Pulmonary Rehabilitation associated with lower hospital admission rates
Published: 12 Dec 2017
Today’s report from the Royal College of Physicians National Chronic Obstructive Pulmonary Disease Audit Programme (COPD) reveals that people who complete a full pulmonary rehabilitation programme are much less likely to be admitted to hospital than those who did not.
View full report here
The COPD Pulmonary Rehabilitation (PR) report demonstrates that 76% of people who completed their Pulmonary Rehabilitation (PR) course avoided hospital admission within six months after their initial assessment, compared to 62.1% who did not.
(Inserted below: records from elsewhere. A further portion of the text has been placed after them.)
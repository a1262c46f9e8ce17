//! Profile handler interfaces
//!
//! One trait per profile and receiving role. Each lists the actions that
//! role accepts from its peer; an endpoint without a handler for a profile
//! answers that profile's actions with `NotSupported`.

pub mod central_system;
pub mod charge_point;

use std::future::Future;

use serde_json::Value;
use thiserror::Error;

use crate::application::codec;
use crate::domain::{OcppError, OcppRequest};

pub use central_system::{CentralSystemCoreHandler, CentralSystemFirmwareHandler};
pub use charge_point::{
    ChargePointCoreHandler, ChargePointFirmwareHandler, ChargePointLocalAuthListHandler,
    ChargePointRemoteTriggerHandler, ChargePointReservationHandler,
    ChargePointSmartChargingHandler,
};

/// What a handler may fail with.
#[derive(Debug, Error)]
pub enum HandlerError {
    /// Answered with this exact OCPP error.
    #[error(transparent)]
    Ocpp(#[from] OcppError),

    /// Answered with `InternalError`.
    #[error("{0}")]
    Internal(String),
}

impl HandlerError {
    pub fn internal(message: impl Into<String>) -> Self {
        Self::Internal(message.into())
    }
}

impl From<HandlerError> for OcppError {
    fn from(error: HandlerError) -> Self {
        match error {
            HandlerError::Ocpp(error) => error,
            HandlerError::Internal(message) => OcppError::internal(message),
        }
    }
}

pub type HandlerResult<T> = Result<T, HandlerError>;

/// Decode `payload` as `R`, run `handle`, and encode its response.
pub async fn invoke<R, F, Fut>(payload: Value, handle: F) -> Result<Value, OcppError>
where
    R: OcppRequest,
    F: FnOnce(R) -> Fut,
    Fut: Future<Output = HandlerResult<R::Response>>,
{
    let request: R = codec::from_payload(payload)?;
    let response = handle(request).await.map_err(OcppError::from)?;
    codec::to_payload(&response)
}

#[cfg(test)]
mod tests {
    use super::*;
    use crate::domain::messages::{ResetRequest, ResetRequestStatus, ResetResponse, ResetResponseStatus};
    use crate::domain::OcppErrorCode;
    use serde_json::json;

    #[tokio::test]
    async fn invoke_round_trips_through_the_handler() {
        let response = invoke::<ResetRequest, _, _>(json!({"type": "Hard"}), |request| async move {
            assert!(matches!(request.kind, ResetRequestStatus::Hard));
            Ok::<_, HandlerError>(ResetResponse {
                status: ResetResponseStatus::Accepted,
            })
        })
        .await
        .unwrap();
        assert_eq!(response, json!({"status": "Accepted"}));
    }

    #[tokio::test]
    async fn handler_errors_map_to_ocpp_codes() {
        let internal = invoke::<ResetRequest, _, _>(json!({"type": "Soft"}), |_| async {
            Err::<ResetResponse, _>(HandlerError::internal("relay stuck"))
        })
        .await
        .unwrap_err();
        assert_eq!(internal.code, OcppErrorCode::InternalError);
        assert_eq!(internal.description, "relay stuck");

        let typed = invoke::<ResetRequest, _, _>(json!({"type": "Soft"}), |_| async {
            Err::<ResetResponse, HandlerError>(OcppError::new(OcppErrorCode::SecurityError, "locked").into())
        })
        .await
        .unwrap_err();
        assert_eq!(typed.code, OcppErrorCode::SecurityError);
    }
}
It also reveals that people who were in hospital and who did not complete their PR course within six months after their initial assessment, spent twice as long in hospital (9.6 days in six months) compared to those who were also admitted and did complete a course (4.8 days in six months).
COPD is the fifth biggest killer in the UK and the only major cause of death that is on the increase. It is responsible for 5% of annual deaths globally.
The report, Pulmonary Rehabilitation: Beyond Breathing Better, covers the third part of the COPD PR audit, reviewing patients’ hospital admissions and mortality following assessment for PR for 7,135 people across 195 English PR services. It echoes the results from the previous audits – that PR gives substantial health benefits to those who complete treatment, however, many people do not complete their entire programme.
The report also found that mortality was higher in people who did not complete PR – within three months 1.6% of people had died compared to 0.1% who had completed PR treatment and, within six months 3.2% of patients had died compared to 0.5% who had completed PR treatment.
The RCP has called for healthcare providers and commissioners to be aware of the substantial health benefits of completing PR, and the variety of reasons that may lead to patients not completing PR, including transport and access issues, as well as other illnesses. The report states the need, therefore, for PR programmes to adapt their offering to increase convenience and acceptability of programmes. This includes offering flexible start dates, increasing the provision of rolling programmes, and ensuring that the location at which PR is held is as accessible as possible, to as many people as possible.
Main recommendations for PR commissioners and providers include:
- Commissioners and providers should ensure that robust referral pathways for PR are in place and that PR programmes have sufficient capacity to assess and enrol all eligible people.
- Healthcare providers should work with patient support organisations and charities to make patients and the public aware of the benefits of attending and completing PR so to encourage patient referral.
- Referrers and patients should be provided with up-to-date and clear written information about the benefits of attending and completing PR.
- Commissioners should incentivise providers to enrol a higher proportion of patients discharged from hospital.
Professor Michael Steiner, national COPD audit clinical lead for pulmonary rehabilitation and a consultant respiratory physician, said:
“The audit demonstrates substantial health benefits received by people who complete PR. We know that PR is the most effective treatment for the symptoms people experience with COPD, and that it improves their quality of life and it is safe. Completing PR can reduce demands on the NHS, by helping people to manage their condition and thereby reducing risk of hospital admission. I hope the findings of this PR audit report will widen access to PR services, and improve care for people with COPD.”
Dr Lisa Davies, consultant respiratory physician, and chair of the British Thoracic Society’s Board of Trustees, said:
“The results of this comprehensive audit show just how beneficial pulmonary rehabilitation can be to people living with COPD. The treatment is a real ‘win-win’ option – offering excellent clinical outcomes in terms of reduced hospital readmissions, shorter lengths of hospital stay and lower mortality rates, whilst also being a very efficient use of NHS resources.
We encourage all clinicians to ensure they’re referring patients for pulmonary rehabilitation where appropriate – and we urge commissioners to make sure there is sufficient service capacity in place to meet demand. The benefits are clear for all to see – let’s make sure this highly effective treatment is always available where needed.”
COPD is the collective term for emphysema and chronic bronchitis, and it is mainly caused by smoking. People with COPD have breathing difficulties, which can affect the quality of their everyday life and prevent normal physical activity. PR is a combination of exercises to improve physical activity and fitness, together with advice and education about self-care: all of which help patients with COPD to cope with this long term medical condition.
The National COPD Audit Programme is commissioned by the Healthcare Quality Improvement Partnership (HQIP) as part of the National Clinical Audit and Patient Outcomes Programme (NCAPOP), and led by the Royal College of Physicians (RCP), working closely with stakeholders, including the British Thoracic Society (BTS), the Primary Care Respiratory Society UK (PCRS-UK), the British Lung Foundation (BLF) and the Royal College of General Practitioners (RCGP).